In haploid yeast, mating pheromone triggers a fate decision: arrest of the cell cycle in G1 and initiation of mating events. To do that, the MAP kinase of the pheromone response pathway (PRP) Fus3 activates the cyclin dependent kinase inhibitor Far1, which binds to and inhibits all three G1 cyclins complexes, Cdc28/Clns. Cdc28/Cln2 activity is essential to pass the START G1 checkpoint, while Cdc28/Cln3 is required earlier in G1 to drive the expression of Cln2. This has two important consequences: a) inhibition of Cdc28/Clns causes cells to arrest in G1, and b) since Cdc28/Cln2 can block pheromone response, its inhibition by Far1 acts as a positive feedback loop.

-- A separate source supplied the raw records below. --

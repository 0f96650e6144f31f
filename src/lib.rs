//! Intercepting HTTP/HTTPS proxy: connection-handling core.
//!
//! Every accepted connection gets its own stage chain. TLS is detected from
//! the first bytes, ALPN decides between HTTP/1.1 and HTTP/2 and the chain is
//! rewritten to match, CONNECT requests turn the connection into a tunnel
//! whose traffic is intercepted with a second TLS handshake, and requests
//! aimed at the proxy itself are refused before they reach the main handler.

pub mod config;
pub mod http;
pub mod lifecycle;
pub mod net;
pub mod observability;
pub mod pipeline;

pub use config::schema::ProxyConfig;
pub use http::{HttpServer, MainHandler};
pub use lifecycle::Shutdown;
pub use pipeline::Pipeline;
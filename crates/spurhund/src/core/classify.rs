//! Classification pipeline.
//!
//! Composes signature detection, the text heuristic and the text rule chain into a
//! single total function:
//!
//! 1. Ask every [`SignatureDetector`] in order. The first verdict wins, so binary
//!    signatures always beat textual heuristics.
//! 2. Otherwise, if the bytes look like text, refine the text sub-type.
//! 3. Otherwise fall back to `application/octet-stream`.
//!
//! Detector errors and panics are logged and treated as "no match". Classification
//! itself never fails.

use crate::core::heuristic::looks_like_text;
use crate::core::mime::OCTET_STREAM_MIME_TYPE;
use crate::core::refine::refine_text;
use crate::core::signature::{InferDetector, MagicTableDetector, SignatureDetector};
use once_cell::sync::Lazy;
use std::panic::{AssertUnwindSafe, catch_unwind};
use std::sync::Arc;

static DEFAULT_CLASSIFIER: Lazy<Classifier> = Lazy::new(Classifier::default);

/// Classify `bytes` with the default detector chain.
///
/// ```rust
/// use spurhund::classify;
///
/// assert_eq!(classify(b"\x89PNG\r\n\x1a\n\0\0\0\rIHDR"), "image/png");
/// assert_eq!(classify(br#"{"key":"value"}"#), "application/json");
/// assert_eq!(classify(b""), "application/octet-stream");
/// ```
pub fn classify(bytes: &[u8]) -> String {
    DEFAULT_CLASSIFIER.classify(bytes)
}

/// An ordered chain of signature detectors followed by the text heuristics.
#[derive(Clone)]
pub struct Classifier {
    detectors: Vec<Arc<dyn SignatureDetector>>,
}

impl Classifier {
    /// Build a classifier around an explicit detector chain.
    ///
    /// An empty chain is allowed; every payload then goes straight to the text heuristic.
    pub fn with_detectors(detectors: Vec<Arc<dyn SignatureDetector>>) -> Self {
        Self { detectors }
    }

    /// Built-in table only, or built-in table followed by the `infer` detector.
    pub fn new(use_infer_detector: bool) -> Self {
        let mut detectors: Vec<Arc<dyn SignatureDetector>> = vec![Arc::new(MagicTableDetector)];
        if use_infer_detector {
            detectors.push(Arc::new(InferDetector));
        }
        Self { detectors }
    }

    /// Names of the configured detectors, in order.
    pub fn detector_names(&self) -> Vec<String> {
        self.detectors.iter().map(|d| d.name().to_string()).collect()
    }

    /// Classify `bytes`. Always returns a non-empty MIME type.
    pub fn classify(&self, bytes: &[u8]) -> String {
        if let Some(mime_type) = self.detect_signature(bytes) {
            return mime_type;
        }

        if looks_like_text(bytes) {
            return refine_text(bytes).to_string();
        }

        OCTET_STREAM_MIME_TYPE.to_string()
    }

    fn detect_signature(&self, bytes: &[u8]) -> Option<String> {
        for detector in &self.detectors {
            match catch_unwind(AssertUnwindSafe(|| detector.detect(bytes))) {
                Ok(Ok(Some(mime_type))) if !mime_type.trim().is_empty() => {
                    tracing::trace!(detector = detector.name(), mime_type = %mime_type, "signature matched");
                    return Some(mime_type);
                }
                Ok(Ok(_)) => {}
                Ok(Err(e)) => {
                    tracing::debug!(detector = detector.name(), error = %e, "signature detector failed, treating as no match");
                }
                Err(_) => {
                    tracing::debug!(detector = detector.name(), "signature detector panicked, treating as no match");
                }
            }
        }
        None
    }
}

impl Default for Classifier {
    fn default() -> Self {
        Self::new(true)
    }
}

impl std::fmt::Debug for Classifier {
    fn fmt(&self, f: &mut std::fmt::Formatter<'_>) -> std::fmt::Result {
        f.debug_struct("Classifier")
            .field("detectors", &self.detector_names())
            .finish()
    }
}
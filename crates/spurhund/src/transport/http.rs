use super::{AllowList, Transport};
use crate::core::config::IngestConfig;
use crate::types::FetchedPayload;
use crate::{Result, SpurhundError};
use async_trait::async_trait;
use std::time::Duration;

/// HTTP(S) transport backed by `reqwest`.
///
/// Checks the allow-list before sending, applies a per-request timeout and reads the
/// `Content-Type` header as the declared type. Any non-2xx status is a transport
/// failure. There are no retries.
#[derive(Debug, Clone)]
pub struct HttpTransport {
    client: reqwest::Client,
    allow_list: AllowList,
    timeout: Duration,
}

impl HttpTransport {
    /// # Errors
    ///
    /// Returns `SpurhundError::Transport` if the HTTP client cannot be built.
    pub fn new(allow_list: AllowList, timeout: Duration) -> Result<Self> {
        let client = reqwest::Client::builder()
            .timeout(timeout)
            .build()
            .map_err(|e| SpurhundError::transport_with_source("<client>", "Failed to create HTTP client", e))?;

        Ok(Self {
            client,
            allow_list,
            timeout,
        })
    }

    pub fn from_config(config: &IngestConfig) -> Result<Self> {
        Self::new(
            AllowList::new(config.allow_list.iter().cloned()),
            Duration::from_secs(config.fetch_timeout_secs),
        )
    }

    pub fn allow_list(&self) -> &AllowList {
        &self.allow_list
    }
}

#[async_trait]
impl Transport for HttpTransport {
    fn name(&self) -> &str {
        "http"
    }

    #[tracing::instrument(skip_all, fields(target_url = %target))]
    async fn fetch(&self, target: &str) -> Result<FetchedPayload> {
        self.allow_list.check(target)?;

        let response = self.client.get(target).send().await.map_err(|e| {
            let message = if e.is_timeout() {
                format!("request timed out after {}s", self.timeout.as_secs())
            } else {
                "request failed".to_string()
            };
            SpurhundError::transport_with_source(target, message, e)
        })?;

        if !response.status().is_success() {
            return Err(SpurhundError::transport(
                target,
                format!("server returned status: {}", response.status()),
            ));
        }

        let declared_type = response
            .headers()
            .get(reqwest::header::CONTENT_TYPE)
            .and_then(|value| value.to_str().ok())
            .map(str::to_string);

        let bytes = response
            .bytes()
            .await
            .map_err(|e| SpurhundError::transport_with_source(target, "failed to read response body", e))?;

        tracing::debug!(target_url = target, size_bytes = bytes.len(), declared_type = ?declared_type, "fetched remote payload");

        Ok(FetchedPayload {
            bytes: bytes.to_vec(),
            declared_type,
        })
    }
}
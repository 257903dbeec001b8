//! Resource lifecycle management for classified content.
//!
//! [`ResourceManager`] decides how classified bytes are handed to callers. Textual
//! content becomes a self-contained [`InlineHandle`] and is never registered. Binary
//! content is stored behind a fresh [`HandleToken`] and tracked until released.
//!
//! # Registry
//!
//! The registry is a `parking_lot::Mutex<HashMap>`. Every insert and removal happens
//! under that lock, and the live counter is adjusted inside the same critical section,
//! so [`ResourceManager::count`] always equals the number of registered tokens.
//! Teardown of a removed entry (dropping the buffer, deleting the spool file) runs
//! after the lock is released and happens exactly once, because only the caller that
//! removed the entry owns it.
//!
//! # Backends
//!
//! - [`StoreBackend::Memory`]: payloads live in reference-counted `Arc<[u8]>` buffers.
//! - [`StoreBackend::Disk`]: each payload is written to its own spool file, which is
//!   deleted on release.

use crate::core::config::{StoreBackend, StoreConfig};
use crate::core::inline::encode_inline;
use crate::core::mime::{OCTET_STREAM_MIME_TYPE, is_textual_mime, normalize_mime_type};
use crate::types::{ContentHandle, HANDLE_TOKEN_PREFIX, HandleToken, InlineHandle, ManagedHandle};
use crate::Result;
use parking_lot::Mutex;
use std::collections::HashMap;
use std::fs;
use std::path::{Path, PathBuf};
use std::sync::Arc;
use std::sync::atomic::{AtomicUsize, Ordering};

const SPOOL_FILE_EXTENSION: &str = "spool";

#[derive(Debug)]
enum Body {
    Memory(Arc<[u8]>),
    Spooled(PathBuf),
}

#[derive(Debug)]
struct Entry {
    mime_type: String,
    body: Body,
}

/// Registry of live managed handles.
///
/// Dropping the manager releases every handle it still holds.
#[derive(Debug)]
pub struct ResourceManager {
    backend: StoreBackend,
    spool_dir: PathBuf,
    entries: Mutex<HashMap<HandleToken, Entry>>,
    live: AtomicUsize,
}

impl ResourceManager {
    /// In-memory manager.
    pub fn new() -> Self {
        Self::with_config(&StoreConfig::default())
    }

    pub fn with_config(config: &StoreConfig) -> Self {
        let spool_dir = config
            .spool_dir
            .clone()
            .unwrap_or_else(|| std::env::temp_dir().join("spurhund"));

        Self {
            backend: config.backend,
            spool_dir,
            entries: Mutex::new(HashMap::new()),
            live: AtomicUsize::new(0),
        }
    }

    pub fn backend(&self) -> StoreBackend {
        self.backend
    }

    pub fn spool_dir(&self) -> &Path {
        &self.spool_dir
    }

    /// Wrap classified bytes in a handle.
    ///
    /// Textual types produce an inline handle and leave the registry untouched.
    /// Everything else is registered under a fresh token.
    ///
    /// # Errors
    ///
    /// Only the disk backend can fail, with `SpurhundError::Io` when the spool file
    /// cannot be written. The registry is unchanged in that case.
    pub fn allocate(&self, payload: Vec<u8>, mime_type: &str) -> Result<ContentHandle> {
        let mime_type = normalize_mime_type(mime_type).unwrap_or_else(|| OCTET_STREAM_MIME_TYPE.to_string());

        if is_textual_mime(&mime_type) {
            let data_url = encode_inline(&payload, &mime_type);
            return Ok(ContentHandle::Inline(InlineHandle { mime_type, data_url }));
        }

        let token = HandleToken::generate();
        let size_bytes = payload.len();
        let body = match self.backend {
            StoreBackend::Memory => Body::Memory(Arc::from(payload)),
            StoreBackend::Disk => Body::Spooled(self.spool(&token, &payload)?),
        };

        {
            let mut entries = self.entries.lock();
            entries.insert(
                token.clone(),
                Entry {
                    mime_type: mime_type.clone(),
                    body,
                },
            );
            self.live.fetch_add(1, Ordering::AcqRel);
        }

        tracing::debug!(token = %token, mime_type = %mime_type, size_bytes, "allocated managed handle");

        Ok(ContentHandle::Managed(ManagedHandle {
            mime_type,
            token,
            size_bytes,
        }))
    }

    fn spool(&self, token: &HandleToken, payload: &[u8]) -> Result<PathBuf> {
        fs::create_dir_all(&self.spool_dir)?;
        let file_name = token.as_str().trim_start_matches(HANDLE_TOKEN_PREFIX);
        let path = self.spool_dir.join(file_name).with_extension(SPOOL_FILE_EXTENSION);
        fs::write(&path, payload)?;
        Ok(path)
    }

    /// Release a managed handle.
    ///
    /// Returns `true` if the token was live. Unknown, foreign and already released
    /// tokens are ignored.
    pub fn release(&self, token: &HandleToken) -> bool {
        let removed = {
            let mut entries = self.entries.lock();
            let removed = entries.remove(token);
            if removed.is_some() {
                self.live.fetch_sub(1, Ordering::AcqRel);
            }
            removed
        };

        match removed {
            Some(entry) => {
                teardown(token, entry);
                true
            }
            None => {
                tracing::trace!(token = %token, "release of unknown token ignored");
                false
            }
        }
    }

    /// Release whatever `handle` refers to. Inline handles own nothing.
    pub fn release_handle(&self, handle: &ContentHandle) -> bool {
        match handle.token() {
            Some(token) => self.release(token),
            None => false,
        }
    }

    /// Release every live handle, returning how many were released.
    pub fn release_all(&self) -> usize {
        let drained: Vec<(HandleToken, Entry)> = {
            let mut entries = self.entries.lock();
            let drained: Vec<_> = entries.drain().collect();
            self.live.fetch_sub(drained.len(), Ordering::AcqRel);
            drained
        };

        let released = drained.len();
        for (token, entry) in drained {
            teardown(&token, entry);
        }

        if released > 0 {
            tracing::info!(released, "released all managed handles");
        }
        released
    }

    /// Number of live managed handles.
    pub fn count(&self) -> usize {
        self.live.load(Ordering::Acquire)
    }

    pub fn is_live(&self, token: &HandleToken) -> bool {
        self.entries.lock().contains_key(token)
    }

    pub fn content_type(&self, token: &HandleToken) -> Option<String> {
        self.entries.lock().get(token).map(|entry| entry.mime_type.clone())
    }

    /// Read the bytes behind a live token.
    ///
    /// Returns `None` for tokens that are not live, or when a spool file has gone
    /// missing underneath the manager.
    pub fn read(&self, token: &HandleToken) -> Option<Vec<u8>> {
        let spooled = {
            let entries = self.entries.lock();
            match &entries.get(token)?.body {
                Body::Memory(buffer) => return Some(buffer.to_vec()),
                Body::Spooled(path) => path.clone(),
            }
        };

        match fs::read(&spooled) {
            Ok(bytes) => Some(bytes),
            Err(e) => {
                tracing::debug!("Failed to read spool file {:?}: {}", spooled, e);
                None
            }
        }
    }
}

fn teardown(token: &HandleToken, entry: Entry) {
    match entry.body {
        Body::Memory(buffer) => drop(buffer),
        Body::Spooled(path) => {
            if let Err(e) = fs::remove_file(&path) {
                tracing::warn!(token = %token, "Failed to remove spool file {:?}: {}", path, e);
            }
        }
    }
    tracing::debug!(token = %token, mime_type = %entry.mime_type, "released managed handle");
}

impl Default for ResourceManager {
    fn default() -> Self {
        Self::new()
    }
}

impl Drop for ResourceManager {
    fn drop(&mut self) {
        self.release_all();
    }
}
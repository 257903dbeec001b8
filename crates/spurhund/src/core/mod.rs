//! Classification and ingestion core.
//!
//! # Architecture
//!
//! - **Signatures** (`signature`): magic-number table and pluggable detectors
//! - **Heuristic** (`heuristic`): printable/control ratio test for text-likeness
//! - **Refinement** (`refine`): ordered rule chain for textual sub-types
//! - **Pipeline** (`classify`): detectors, then heuristic, then fallback
//! - **Inline** (`inline`): `data:` descriptors and bare base64 blobs
//! - **Ingestion** (`ingest`): fetch or decode, classify, allocate a handle
//! - **Configuration** (`config`): loading `IngestConfig` from TOML, YAML or JSON
//!
//! # Example
//!
//! ```rust
//! use spurhund::core::config::IngestConfig;
//! use spurhund::core::ingest::Ingestor;
//!
//! # fn main() -> spurhund::Result<()> {
//! let ingestor = Ingestor::new(IngestConfig::default())?;
//! let handle = ingestor.ingest_inline("data:application/pdf;base64,JVBERi0xLjcK")?;
//! assert_eq!(handle.mime_type(), "application/pdf");
//! assert_eq!(ingestor.manager().count(), 1);
//! # Ok(())
//! # }
//! ```

pub mod classify;
pub mod config;
pub mod heuristic;
pub mod ingest;
pub mod inline;
pub mod mime;
pub mod refine;
pub mod signature;

pub use classify::{Classifier, classify};
pub use config::{IngestConfig, StoreBackend, StoreConfig};
pub use ingest::Ingestor;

Because the signaling pathway is physically supported by a network of interacting proteins, evolving in space and time according to fundamental laws of reaction, diffusion and transport, here we propose a basic mathematical model, with a small number of parameters and dynamical variables, that reproduces the observed biological phenomena: the interaction between the cell cycle and the PRP. As a first approximation, we used a set of nonlinear ordinary differential equations (ODE) that describe the dynamics of the simultaneously occurring reactions. We tested our model using fluorescent microscopy, measuring fluorescent proteins used as reporters of the PRP and morphology for the cell cycle.